00:36 – 00:51 Fatima Mohammed’s family (3 shots)
00:51 – 00:56 Pickup truck with many plastic bottles
00:56 – 01:03 Soundbite of Mohammed Saleh – ICRC
“We are here in Khobar area in AlHusain district which is one of the distribution areas for the internally displaced people (IDPs).”
01:03 – 01:08 “The front lines have shifted; some people returned home, while others became displaced again.”
01:08 – 01:50 Distribution of relief and shelter material in a school yard (6 shots)
01:50 – 01:52 Soundbite of Rafeek Ahmad, displaced from Hajar
“We took refuge here. Most of us men sleep outside while women and children sleep inside.”
01:52 – 02:06 Rafeek Ahmad in classroom (2 shots)
02:06 – 02:18 Soundbite Fatima Mosed, displaced Lakmat Sallam Village
“Where can we go? Everything is destroyed. We don’t have enough money to buy things, we cook with cardboards, without even cooking gas.”
02:18 – 02:30 Women and children in a classroom (2 shots)
02:30 – 02:37 Soundbite Aseela Mohammed, displaced from Hajar
“It’s difficult because we have nothing. We can barely find food and water. Not like it used to be back home… Here we have nothing.”
02:37 – 02:53 Aseela Mohammed preparing food (2 shots)
02:53 – 03:03 Soundbite of Mohammed Ali displaced from Bajah
“We were displaced from our village, now fights are over, but there are still many landmines and explosives.

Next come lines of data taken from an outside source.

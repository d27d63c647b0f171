//! A partial PICOBOOT client: the commands needed to read, erase, write and
//! reboot an RP2040 in BOOTSEL mode.
//!
//! PICOBOOT is the vendor USB interface the RP2040 boot ROM exposes next to
//! the mass storage drive. Every command is a 32 byte packet on the bulk OUT
//! endpoint, optionally followed by a data phase, and acknowledged by a
//! transfer in the opposite direction.

use std::ops::{Deref, DerefMut};

use assert_into::AssertInto;
use log::{debug, warn};
use static_assertions::const_assert;
use zerocopy::{FromBytes, Immutable, IntoBytes, KnownLayout, byteorder::little_endian::U32};

use crate::device::{DeviceError, FlashDevice, WRITE_ALIGNMENT};

/// RP USB Vendor ID
pub const PICOBOOT_VID: u16 = 0x2E8A;
/// RP2040 USB Product ID
pub const PICOBOOT_PID_RP2040: u16 = 0x0003;

/// RP MCU magic number for USB interfacing
pub const PICOBOOT_MAGIC: u32 = 0x431FD10B;

/// Bytes fetched per READ command
pub const PAGE_SIZE: u32 = 0x100;
/// RP MCU flash sector size (for erasing)
pub const SECTOR_SIZE: u32 = 0x1000;
/// RP2040 memory address for the end of SRAM, used as the initial stack pointer
pub const SRAM_END_RP2040: u32 = 0x20042000;
/// Delay before a reboot takes effect
pub const REBOOT_DELAY_MS: u32 = 500;

const_assert!(SECTOR_SIZE == WRITE_ALIGNMENT);

/// Command ids; bit 7 marks commands whose data phase is device to host.
#[derive(Debug, Clone, Copy, PartialEq, Eq)]
#[repr(u8)]
pub enum PicobootCmdId {
    ExclusiveAccess = 0x01,
    Reboot = 0x02,
    FlashErase = 0x03,
    Read = 0x84,
    Write = 0x05,
    ExitXip = 0x06,
}

#[repr(C)]
#[derive(Debug, FromBytes, IntoBytes, Immutable, KnownLayout)]
pub struct PicobootCmd {
    pub magic: U32,
    pub token: U32,
    pub cmd_id: u8,
    pub cmd_size: u8,
    pub reserved: [u8; 2],
    pub transfer_len: U32,
    pub args: [u8; 16],
}

const_assert!(std::mem::size_of::<PicobootCmd>() == 32);

impl PicobootCmd {
    fn new(cmd_id: PicobootCmdId, transfer_len: u32, args: &[u32]) -> Self {
        let mut cmd = Self {
            magic: U32::new(PICOBOOT_MAGIC),
            token: U32::new(0),
            cmd_id: cmd_id as u8,
            cmd_size: 0,
            reserved: [0; 2],
            transfer_len: U32::new(transfer_len),
            args: [0; 16],
        };
        for (slot, arg) in cmd.args.chunks_exact_mut(4).zip(args) {
            slot.copy_from_slice(&arg.to_le_bytes());
        }
        cmd.cmd_size = (args.len() * 4).assert_into();
        cmd
    }

    pub fn exclusive_access(exclusive: bool) -> Self {
        let mut cmd = Self::new(PicobootCmdId::ExclusiveAccess, 0, &[]);
        cmd.args[0] = u8::from(exclusive);
        cmd.cmd_size = 1;
        cmd
    }

    pub fn exit_xip() -> Self {
        Self::new(PicobootCmdId::ExitXip, 0, &[])
    }

    pub fn flash_erase(address: u32, size: u32) -> Self {
        Self::new(PicobootCmdId::FlashErase, 0, &[address, size])
    }

    pub fn read(address: u32, size: u32) -> Self {
        Self::new(PicobootCmdId::Read, size, &[address, size])
    }

    pub fn write(address: u32, size: u32) -> Self {
        Self::new(PicobootCmdId::Write, size, &[address, size])
    }

    pub fn reboot(pc: u32, sp: u32, delay_ms: u32) -> Self {
        Self::new(PicobootCmdId::Reboot, 0, &[pc, sp, delay_ms])
    }
}

/// The two bulk endpoints of the PICOBOOT interface.
pub trait BulkTransport {
    fn bulk_out(&mut self, data: &[u8]) -> Result<usize, DeviceError>;
    fn bulk_in(&mut self, buf: &mut [u8]) -> Result<usize, DeviceError>;
}

pub struct PicobootConnection<T: BulkTransport> {
    transport: T,
    token: u32,
}

impl<T: BulkTransport> PicobootConnection<T> {
    pub fn new(transport: T) -> Self {
        Self {
            transport,
            token: 1,
        }
    }

    pub fn into_transport(self) -> T {
        self.transport
    }

    fn send(&mut self, mut cmd: PicobootCmd) -> Result<(), DeviceError> {
        cmd.token = U32::new(self.token);
        self.token = self.token.wrapping_add(1);
        debug!(
            "PICOBOOT cmd {:#04x} token {} transfer {}: {:02x?}",
            cmd.cmd_id,
            cmd.token.get(),
            cmd.transfer_len.get(),
            cmd.as_bytes()
        );
        self.out_exact(cmd.as_bytes())
    }

    fn out_exact(&mut self, data: &[u8]) -> Result<(), DeviceError> {
        let written = self.transport.bulk_out(data)?;
        if written != data.len() {
            return Err(DeviceError::ShortTransfer {
                expected: data.len(),
                actual: written,
            });
        }
        Ok(())
    }

    /// Wait for the device to acknowledge a command without an IN data phase.
    fn ack_in(&mut self) -> Result<(), DeviceError> {
        let mut buf = [0u8; 64];
        self.transport.bulk_in(&mut buf)?;
        Ok(())
    }

    fn simple_command(&mut self, cmd: PicobootCmd) -> Result<(), DeviceError> {
        self.send(cmd)?;
        self.ack_in()
    }

    fn set_exclusive(&mut self, exclusive: bool) -> Result<(), DeviceError> {
        self.simple_command(PicobootCmd::exclusive_access(exclusive))
    }

    /// Claim exclusive access, released again when the guard is dropped.
    pub fn exclusive_access(&mut self) -> Result<ExclusiveAccess<'_, T>, DeviceError> {
        self.set_exclusive(true)?;
        Ok(ExclusiveAccess {
            conn: self,
            released: false,
        })
    }

    pub fn exit_xip(&mut self) -> Result<(), DeviceError> {
        self.simple_command(PicobootCmd::exit_xip())
    }

    pub fn flash_erase(&mut self, address: u32, size: u32) -> Result<(), DeviceError> {
        debug!("erasing {} bytes at {:#010x}", size, address);
        self.simple_command(PicobootCmd::flash_erase(address, size))
    }

    pub fn flash_read(&mut self, address: u32, size: u32) -> Result<Vec<u8>, DeviceError> {
        self.send(PicobootCmd::read(address, size))?;

        let mut data = vec![0; size as usize];
        let read = self.transport.bulk_in(&mut data)?;
        if read != data.len() {
            return Err(DeviceError::ShortTransfer {
                expected: data.len(),
                actual: read,
            });
        }

        // zero length OUT acknowledges the IN data phase
        self.out_exact(&[])?;
        Ok(data)
    }

    pub fn flash_write(&mut self, address: u32, data: &[u8]) -> Result<(), DeviceError> {
        debug!("writing {} bytes to {:#010x}", data.len(), address);
        self.send(PicobootCmd::write(address, data.len().assert_into()))?;
        self.out_exact(data)?;
        self.ack_in()
    }

    /// Reboot into flash. The device may be gone before it could answer, so
    /// nothing is read back.
    pub fn reboot_to_flash(&mut self, delay_ms: u32) -> Result<(), DeviceError> {
        self.send(PicobootCmd::reboot(0, SRAM_END_RP2040, delay_ms))
    }
}

/// Exclusive access to the device's flash, held until dropped or released.
pub struct ExclusiveAccess<'a, T: BulkTransport> {
    conn: &'a mut PicobootConnection<T>,
    released: bool,
}

impl<T: BulkTransport> ExclusiveAccess<'_, T> {
    /// Give up exclusive access, reporting a failure to do so.
    pub fn release(mut self) -> Result<(), DeviceError> {
        self.released = true;
        self.conn.set_exclusive(false)
    }
}

impl<T: BulkTransport> Deref for ExclusiveAccess<'_, T> {
    type Target = PicobootConnection<T>;

    fn deref(&self) -> &Self::Target {
        &*self.conn
    }
}

impl<T: BulkTransport> DerefMut for ExclusiveAccess<'_, T> {
    fn deref_mut(&mut self) -> &mut Self::Target {
        &mut *self.conn
    }
}

impl<T: BulkTransport> Drop for ExclusiveAccess<'_, T> {
    fn drop(&mut self) {
        if !self.released {
            if let Err(err) = self.conn.set_exclusive(false) {
                warn!("failed to release exclusive access: {}", err);
            }
        }
    }
}

impl<T: BulkTransport> FlashDevice for PicobootConnection<T> {
    fn read(&mut self, address: u32, length: u32) -> Result<Vec<u8>, DeviceError> {
        let mut content = Vec::with_capacity(length as usize);
        let mut access = self.exclusive_access()?;

        let mut location = address;
        while content.len() < length as usize {
            access.exit_xip()?;
            content.extend(access.flash_read(location, PAGE_SIZE)?);
            location += PAGE_SIZE;
        }
        access.release()?;

        content.truncate(length as usize);
        Ok(content)
    }

    fn write(&mut self, address: u32, data: &[u8]) -> Result<(), DeviceError> {
        // 256 byte pages would be enough for programming, but the erase before
        // each chunk only works on whole sectors
        if address % WRITE_ALIGNMENT != 0 {
            return Err(DeviceError::Alignment(address));
        }

        let mut access = self.exclusive_access()?;
        let mut location = address;
        for chunk in data.chunks(SECTOR_SIZE as usize) {
            access.exit_xip()?;
            access.flash_erase(location, SECTOR_SIZE)?;
            access.flash_write(location, chunk)?;
            location += SECTOR_SIZE;
        }
        access.release()
    }

    fn erase(&mut self, address: u32, length: u32) -> Result<(), DeviceError> {
        let mut access = self.exclusive_access()?;
        access.exit_xip()?;
        access.flash_erase(address, length)?;
        access.release()
    }

    fn reboot(&mut self) -> Result<(), DeviceError> {
        self.reboot_to_flash(REBOOT_DELAY_MS)
    }
}

#[cfg(feature = "usb")]
pub use self::usb::{RusbTransport, open_picoboot};

#[cfg(feature = "usb")]
mod usb {
    use std::time::Duration;

    use log::debug;
    use rusb::{DeviceHandle, Direction, GlobalContext, TransferType};

    use super::{BulkTransport, PICOBOOT_PID_RP2040, PICOBOOT_VID, PicobootConnection};
    use crate::device::DeviceError;

    const TIMEOUT: Duration = Duration::from_secs(5);

    /// The PICOBOOT interface of an RP2040 in BOOTSEL mode, over libusb.
    pub struct RusbTransport {
        handle: DeviceHandle<GlobalContext>,
        interface: u8,
        ep_out: u8,
        ep_in: u8,
    }

    impl RusbTransport {
        /// Open the first RP2040 in BOOTSEL mode and claim its PICOBOOT interface.
        pub fn open() -> Result<Self, DeviceError> {
            let handle = rusb::open_device_with_vid_pid(PICOBOOT_VID, PICOBOOT_PID_RP2040)
                .ok_or(DeviceError::NotFound)?;
            let device = handle.device();
            debug!(
                "opened RP2040 in BOOTSEL mode, bus {}, address {}",
                device.bus_number(),
                device.address()
            );

            // two interfaces are present, we want the vendor one rather than mass storage
            let config = device.active_config_descriptor()?;
            let (interface, ep_out, ep_in) = config
                .interfaces()
                .flat_map(|interface| interface.descriptors())
                .filter(|descriptor| descriptor.class_code() == 0xff)
                .find_map(|descriptor| {
                    let endpoint = |direction| {
                        descriptor
                            .endpoint_descriptors()
                            .find(|ep| {
                                ep.direction() == direction
                                    && ep.transfer_type() == TransferType::Bulk
                            })
                            .map(|ep| ep.address())
                    };
                    Some((
                        descriptor.interface_number(),
                        endpoint(Direction::Out)?,
                        endpoint(Direction::In)?,
                    ))
                })
                .ok_or(DeviceError::NoPicobootInterface)?;

            match handle.kernel_driver_active(interface) {
                Ok(true) => handle.detach_kernel_driver(interface)?,
                Ok(false) => {}
                // detaching the driver is not possible/relevant on Windows
                Err(rusb::Error::NotSupported) => {}
                Err(err) => return Err(err.into()),
            }
            handle.claim_interface(interface)?;

            Ok(Self {
                handle,
                interface,
                ep_out,
                ep_in,
            })
        }
    }

    impl BulkTransport for RusbTransport {
        fn bulk_out(&mut self, data: &[u8]) -> Result<usize, DeviceError> {
            Ok(self.handle.write_bulk(self.ep_out, data, TIMEOUT)?)
        }

        fn bulk_in(&mut self, buf: &mut [u8]) -> Result<usize, DeviceError> {
            Ok(self.handle.read_bulk(self.ep_in, buf, TIMEOUT)?)
        }
    }

    impl Drop for RusbTransport {
        fn drop(&mut self) {
            let _ = self.handle.release_interface(self.interface);
        }
    }

    pub fn open_picoboot() -> Result<PicobootConnection<RusbTransport>, DeviceError> {
        Ok(PicobootConnection::new(RusbTransport::open()?))
    }
}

We are unable to go back home.”
03:03 – 03:09 Mohammed Ali sitting on a motorcycle
03:09 – 03:24 Children playing with a tire and cardboards in the school yard (2 shots)
03:24 – 03:31 Woman and her baby in the school yard
03:31 – 03:57 Soundbite of Sarah Alzawqari – ICRC
“These families found a way to flee during the clashes, others will do the same when they have the opportunity. But they might not find a place to settle. As you can see the area is a desert, does not contain camps or shelters… the situation is very difficult.”